Showing posts with label The Girl at the Lion D'Or. Show all posts
Showing posts with label The Girl at the Lion D'Or. Show all posts

Sunday, 24 May 2009

Review: Sebastian FAULKS - "The Girl at the Lion D'Or"

Publ: 1990
My own copy
ISBN: 0 09 977490 9
Genre: General Fiction
Pages: 250p
Found by Serendipity but also continuing reading the author's works
Rating: ***** *****


What led you to pick up this book?
I saw the title and cover in a charity shop and both instantly appealed. A moment later I realised the author was Sebastian Faulks whose Birdsong is one of my top 150 fiction books.

Describe the plot without giving anything away.
A girl with a mysterious background arrives to start work at a seedy provincial hotel in 1930s France. A Parisian lawyer moves to the countryside. Girl meets boy....

What did you think of the characters?
As well developed and as sympathetic as any to be found in the great classics of literature. They are as real as one's own family but with the difference that Faulks has helped us to understand them in a way that we never understand our own relations.

What did you think about the style?
Classic. One feels that Faulks could set his hand to any plot and make the whole landscape of it live. Emotions are explored in a way that only the very best of authors can do.

What did you like most about the book?
Probably the characterisation but the whole book is first class. It is the sort of book you want all your friends to have read.

Was there anything you didn't like about the book?
Simple answer - No.

Thoughts on the book jacket / cover.
An unattributed picture which I would happily have hanging on my wall.

Would I recommend it?
Absolutely.

Quotations:

In a moment Anne could see in his large hands and the strength of his movements all the other ages of his life, as if his body were a palimpsest on which had successively been subscribed the stories of his childhood, adolescence and youth, none of them entirely effacing its forerunner, so that suddenly the contradictions of his bigness and delicacy became understandable and she found herself seeing through his manly self-possession to the ghost of his vulnerable boyhood.

She was wearing her waitress's black dress and her waitress's smile through which, Hartmann thought as he watched, little bubbles of the private girl kept breaking.
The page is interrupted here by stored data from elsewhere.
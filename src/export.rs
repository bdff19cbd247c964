// src/export.rs
//
// CSV export of the current run.

use crate::store::SampleStore;
use anyhow::{Context, Result};
use chrono::Local;
use serde::Serialize;
use std::fs::{create_dir_all, File};
use std::io::Write;
use std::path::{Path, PathBuf};

#[derive(Serialize)]
struct Row {
    reading: u32,
    voltage_v: Option<f64>,
    current_a: Option<f64>,
    time_s: f64,
    timestamp: String,
}

/// Write every sample as a CSV row. Missing fields become empty cells.
pub fn csv_to_writer<W: Write>(store: &SampleStore, writer: W) -> Result<()> {
    let mut wtr = csv::Writer::from_writer(writer);

    for (s, t) in store.samples().iter().zip(store.elapsed_secs()) {
        wtr.serialize(Row {
            reading: s.index,
            voltage_v: s.voltage,
            current_a: s.current,
            time_s: t,
            timestamp: s.timestamp.format("%Y-%m-%d %H:%M:%S%.3f").to_string(),
        })
        .with_context(|| format!("Failed to write row {}", s.index))?;
    }

    wtr.flush().context("Failed to flush CSV output")?;
    Ok(())
}

/// Write the store to `<folder>/vi_run_<date>_<time>.csv` and return the path.
pub fn write_csv(store: &SampleStore, folder: &Path) -> Result<PathBuf> {
    create_dir_all(folder)
        .with_context(|| format!("Failed to create export folder {}", folder.display()))?;

    let name = format!("vi_run_{}.csv", Local::now().format("%Y%m%d_%H%M%S"));
    let path = folder.join(name);

    let file = File::create(&path)
        .with_context(|| format!("Failed to create {}", path.display()))?;
    csv_to_writer(store, file)?;

    log::info!("exported {} samples to {}", store.len(), path.display());
    Ok(path)
}
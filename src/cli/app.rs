// ABOUTME: Application driver wiring CLI arguments into one step invocation
// ABOUTME: Builds the workspace, cache, sandbox, and approval components and runs the step

use anyhow::{anyhow, Context, Result};
use serde_json::{Map, Value as JsonValue};
use std::sync::Arc;
use tracing_subscriber::EnvFilter;

use super::args::Args;
use super::config::Config;
use crate::approval::InMemoryApprovals;
use crate::cache::TemplateCache;
use crate::sandbox::{Allowlist, InterceptingSandbox};
use crate::step::{StepExecution, TemplateRequest, TracingSink};
use crate::workspace::FsWorkspace;

pub struct App {
    config: Config,
}

impl App {
    pub fn from_args(args: &Args) -> Result<Self> {
        let config = match &args.config {
            Some(path) => Config::load(path)?,
            None => Config::default(),
        };

        init_logging(&config, args.verbose)?;

        Ok(Self { config })
    }

    pub fn run(&self, args: &Args) -> Result<()> {
        let workspace_dir = match &args.workspace {
            Some(dir) => dir.clone(),
            None => std::env::current_dir().context("failed to determine working directory")?,
        };
        let workspace = FsWorkspace::new(workspace_dir);

        let mut allowlist = Allowlist::standard();
        for operation in &self.config.sandbox.allow {
            allowlist = allowlist.permit(operation);
        }

        // A one-shot runner has no administrator loop, so unrestricted mode
        // does not gate scripts here
        let step = StepExecution::new(
            Arc::new(TemplateCache::new(self.config.cache_capacity)),
            Arc::new(InMemoryApprovals::auto_approve()),
            Arc::new(InterceptingSandbox),
            allowlist,
        )?;

        let mut request = TemplateRequest::new()
            .with_bindings(self.collect_bindings(args)?)
            .in_sandbox(args.sandbox);
        if let Some(file) = &args.file {
            request = request.with_file(file);
        }
        if let Some(text) = &args.text {
            request = request.with_text(text);
        }

        let rendered = step.run(&request, &workspace, &TracingSink)?;
        println!("{}", rendered);
        Ok(())
    }

    /// Merge bindings from the YAML file (if any) with key=value overrides
    fn collect_bindings(&self, args: &Args) -> Result<Map<String, JsonValue>> {
        let mut bindings = Map::new();

        if let Some(path) = &args.bindings_file {
            let content = std::fs::read_to_string(path)
                .with_context(|| format!("failed to read bindings file: {}", path.display()))?;
            let value: JsonValue = serde_yaml::from_str(&content)
                .with_context(|| format!("failed to parse bindings file: {}", path.display()))?;
            let map = value
                .as_object()
                .ok_or_else(|| anyhow!("bindings file must contain a mapping"))?;
            bindings.extend(map.clone());
        }

        for binding in &args.bindings {
            let (key, value) = binding
                .split_once('=')
                .ok_or_else(|| anyhow!("invalid binding (expected KEY=VALUE): {}", binding))?;
            bindings.insert(key.to_string(), JsonValue::String(value.to_string()));
        }

        Ok(bindings)
    }
}

fn init_logging(config: &Config, verbose: bool) -> Result<()> {
    let level = if verbose { "debug" } else { &config.logging.level };
    let filter = EnvFilter::try_from_default_env()
        .unwrap_or_else(|_| EnvFilter::new(format!("stencil={}", level)));

    let subscriber = tracing_subscriber::fmt()
        .with_env_filter(filter)
        .with_writer(std::io::stderr);

    // A second init (e.g. in tests) keeps the existing subscriber
    if config.logging.format == "json" {
        let _ = subscriber.json().try_init();
    } else {
        let _ = subscriber.try_init();
    }
    Ok(())
}

#[cfg(test)]
mod tests {
    use super::*;
    use clap::Parser;
    use std::fs;
    use tempfile::TempDir;

    fn parse(argv: &[&str]) -> Args {
        Args::parse_from(argv)
    }

    #[test]
    fn test_collect_inline_bindings() {
        let app = App {
            config: Config::default(),
        };
        let args = parse(&["stencil", "--text", "x", "-b", "name=Grace", "-b", "env=ci"]);

        let bindings = app.collect_bindings(&args).unwrap();
        assert_eq!(bindings["name"], "Grace");
        assert_eq!(bindings["env"], "ci");
    }

    #[test]
    fn test_bindings_file_merged_with_overrides() {
        let dir = TempDir::new().unwrap();
        let path = dir.path().join("bindings.yaml");
        fs::write(&path, "name: File\ncount: 3\n").unwrap();

        let app = App {
            config: Config::default(),
        };
        let args = parse(&[
            "stencil",
            "--text",
            "x",
            "--bindings-file",
            path.to_str().unwrap(),
            "-b",
            "name=Override",
        ]);

        let bindings = app.collect_bindings(&args).unwrap();
        assert_eq!(bindings["name"], "Override");
        assert_eq!(bindings["count"], 3);
    }

    #[test]
    fn test_invalid_binding_rejected() {
        let app = App {
            config: Config::default(),
        };
        let args = parse(&["stencil", "--text", "x", "-b", "no-equals-sign"]);
        assert!(app.collect_bindings(&args).is_err());
    }
}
When next you pass the memorial in the Place de la Victoire, stop and look at the list of names. Try to imagine that they're not just letters chipped into rock but that each one has a face, a laugh, a look. My life might just as well have ended with them, too. But yours is possible because of them.

It was a day in which everything around her seemed to be in harmony; it was impossible to imagine that he hedgerows and the fields and the woods and streams and isolated cottages were in any other than their appointed place. Only she, a human, with her illusion of free will, couldn't find her true position in it all.



SEBASTIAN FAULKS (b1953) worked as a journalist for 14 years before taking up writing books full time in 1991. He is the author of A Trick of Light, The Girl at the Lion d'Or, A Fool's Alphabet, the celebrated Birdsong and Charlotte Gray. He lives with his wife and two children in London.